Lloyd's insurer SVB Holdings reported a loss after tax on ordinary activities of £88.3m for 2001, up from a loss of £7m in 2000. Its operating loss, based on a long-term rate of return, was £76.5m, down from a profit of £3.9m in 2000.
The group said its World Trade Centre loss estimate remains unchanged at £30m.
Loss per share was 46.4p, down from 3.7p in 2000. Net asset value per share fell to 66.2p, down from 112.5p in 2000.
Its overall combined ratio was 138.8%, deterioration from 99.7% in 2000. The combined ratio measures claims and costs as a percentage of premiums.

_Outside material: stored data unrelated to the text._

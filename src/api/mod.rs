//! Endpoint tables for the backend's resource families.

pub mod auth;

use serde::de::DeserializeOwned;
use serde::{Deserialize, Serialize};
use serde_json::Value;

use crate::error::{ConsoleError, ConsoleResult};
use crate::http::{ApiClient, Blob, Params, Upload};

pub use auth::{AuthApi, LoginRequest, LoginResponse, RegisterRequest, UserProfile};

pub type RecordId = i64;

/// Field carrying the rows of a paged list response.
///
/// Two conventions coexist on the backend and are kept per endpoint rather
/// than unified.
#[derive(Debug, Clone, Copy, PartialEq, Eq)]
pub enum ListField {
    List,
    Items,
}

impl ListField {
    pub fn key(self) -> &'static str {
        match self {
            ListField::List => "list",
            ListField::Items => "items",
        }
    }
}

/// One page of a list endpoint
#[derive(Debug, Clone, Default, PartialEq, Serialize, Deserialize)]
pub struct ListPage<T = Value> {
    pub items: Vec<T>,
    pub total: u64,
}

impl<T: DeserializeOwned> ListPage<T> {
    pub fn from_data(data: Value, field: ListField) -> ConsoleResult<Self> {
        let Value::Object(mut object) = data else {
            return Err(ConsoleError::Decode("list response is not an object".to_string()));
        };

        let rows = object
            .remove(field.key())
            .ok_or_else(|| ConsoleError::Decode(format!("list response has no '{}' field", field.key())))?;
        let items: Vec<T> = serde_json::from_value(rows)?;
        let total = match object.get("total").and_then(Value::as_u64) {
            Some(total) => total,
            None => items.len() as u64,
        };

        Ok(Self { items, total })
    }
}

/// Describes one REST resource family
#[derive(Debug, Clone, Copy, PartialEq, Eq)]
pub struct Resource {
    pub label: &'static str,
    pub base: &'static str,
    pub list_path: &'static str,
    pub list_field: ListField,
}

pub const REQUIREMENTS: Resource = Resource {
    label: "requirement",
    base: "/requirements",
    list_path: "/requirements",
    list_field: ListField::List,
};

pub const TESTCASES: Resource = Resource {
    label: "testcase",
    base: "/testcases",
    list_path: "/testcases",
    list_field: ListField::List,
};

pub const PROMPTS: Resource = Resource {
    label: "prompt",
    base: "/prompts",
    list_path: "/prompts",
    list_field: ListField::List,
};

pub const KNOWLEDGE: Resource = Resource {
    label: "knowledge",
    base: "/knowledges",
    list_path: "/knowledges",
    list_field: ListField::List,
};

pub const LLM_CONFIGS: Resource = Resource {
    label: "llm-config",
    base: "/llm-configs",
    list_path: "/llm-configs",
    list_field: ListField::Items,
};

pub const REVIEWS: Resource = Resource {
    label: "review",
    base: "/reviews",
    list_path: "/reviews/list",
    list_field: ListField::List,
};

/// CRUD calls shared by every resource family
#[derive(Clone)]
pub struct ResourceApi {
    client: ApiClient,
    resource: Resource,
}

impl ResourceApi {
    pub fn new(client: ApiClient, resource: Resource) -> Self {
        Self { client, resource }
    }

    pub fn resource(&self) -> Resource {
        self.resource
    }

    pub fn client(&self) -> &ApiClient {
        &self.client
    }

    /// `base` + `suffix`, e.g. `path("/stats")` → `/testcases/stats`
    pub fn path(&self, suffix: &str) -> String {
        format!("{}{}", self.resource.base, suffix)
    }

    pub async fn list(&self, params: &Params) -> ConsoleResult<ListPage> {
        let data: Value = self.client.get_with(self.resource.list_path, params).await?;
        ListPage::from_data(data, self.resource.list_field)
    }

    pub async fn detail(&self, id: RecordId) -> ConsoleResult<Value> {
        self.client.get(&self.path(&format!("/{}", id))).await
    }

    pub async fn create(&self, body: &Value) -> ConsoleResult<Value> {
        self.client.post(self.resource.base, body).await
    }

    pub async fn update(&self, id: RecordId, body: &Value) -> ConsoleResult<Value> {
        self.client.put(&self.path(&format!("/{}", id)), body).await
    }

    pub async fn delete(&self, id: RecordId) -> ConsoleResult<()> {
        self.client.delete(&self.path(&format!("/{}", id))).await?;
        Ok(())
    }

    /// `GET {base}/all` - the unpaged list of enabled rows
    pub async fn all(&self) -> ConsoleResult<Vec<Value>> {
        self.client.get(&self.path("/all")).await
    }

    pub async fn export(&self, params: &Params) -> ConsoleResult<Blob> {
        self.client.get_blob(&self.path("/export"), params).await
    }

    pub async fn template(&self) -> ConsoleResult<Blob> {
        self.client.get_blob(&self.path("/template"), &Params::new()).await
    }

    pub async fn import(&self, upload: Upload) -> ConsoleResult<Value> {
        self.client.upload(&self.path("/import"), upload).await
    }
}

/// `ids=1,2,3` for the export and batch endpoints; `None` exports everything
pub fn id_params(ids: Option<&[RecordId]>) -> Params {
    let mut params = Params::new();
    if let Some(ids) = ids {
        let joined = ids.iter().map(|id| id.to_string()).collect::<Vec<_>>().join(",");
        params.insert("ids".to_string(), joined);
    }
    params
}

#[cfg(test)]
mod tests {
    use super::*;
    use serde_json::json;

    #[test]
    fn list_page_reads_list_convention() {
        let page: ListPage = ListPage::from_data(json!({"list": [{"id": 1}, {"id": 2}], "total": 9}), ListField::List).unwrap();
        assert_eq!(page.items.len(), 2);
        assert_eq!(page.total, 9);
    }

    #[test]
    fn list_page_reads_items_convention() {
        let page: ListPage = ListPage::from_data(json!({"items": [{"id": 1}], "total": 1, "page": 1}), ListField::Items).unwrap();
        assert_eq!(page.items, vec![json!({"id": 1})]);
    }

    #[test]
    fn wrong_convention_is_a_decode_error() {
        let err = ListPage::<Value>::from_data(json!({"items": [], "total": 0}), ListField::List).unwrap_err();
        assert_eq!(err.error_code(), "INVALID_RESPONSE");
    }

    #[test]
    fn id_params_join_with_commas() {
        assert_eq!(id_params(Some(&[1, 2, 3])).get("ids").map(String::as_str), Some("1,2,3"));
        assert!(id_params(None).is_empty());
    }
}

Many of the losses came from SVB's property book and its Lloyd's syndicate 1212. This produced the highest combined ratio of any syndicate writing property business and group chairman Rupert Villers described its performance in specialty and liability areas as "unacceptable".
Despite the losses, the group's gross written premiums were up 42% to £519.8m and gross technical reserves were boosted to £967.1m from £479.3m in 2000.
Price rises in the first quarter of 2001 were even higher in four out of five main business areas than in the last quarter of 2001.
Within the property reinsurance book, SVB has slashed back to nothing its writing of risk excess after problems emerged as long ago as 1999. Its direct property book has been cut by half, other than its Fusion initiative aimed at regional brokers.
Villers said: "What we have achieved has been overwhelmed by problem areas that have required, and received, radical corrective action.
"With the benefit of this we believe that 2002 will enable our strengths to be restored to prominence.
"We look forward to the challenge and we believe we can demonstrate that the underwriting talent within our group is capable of delivering results consistent with the aspirations of shareholders," he added.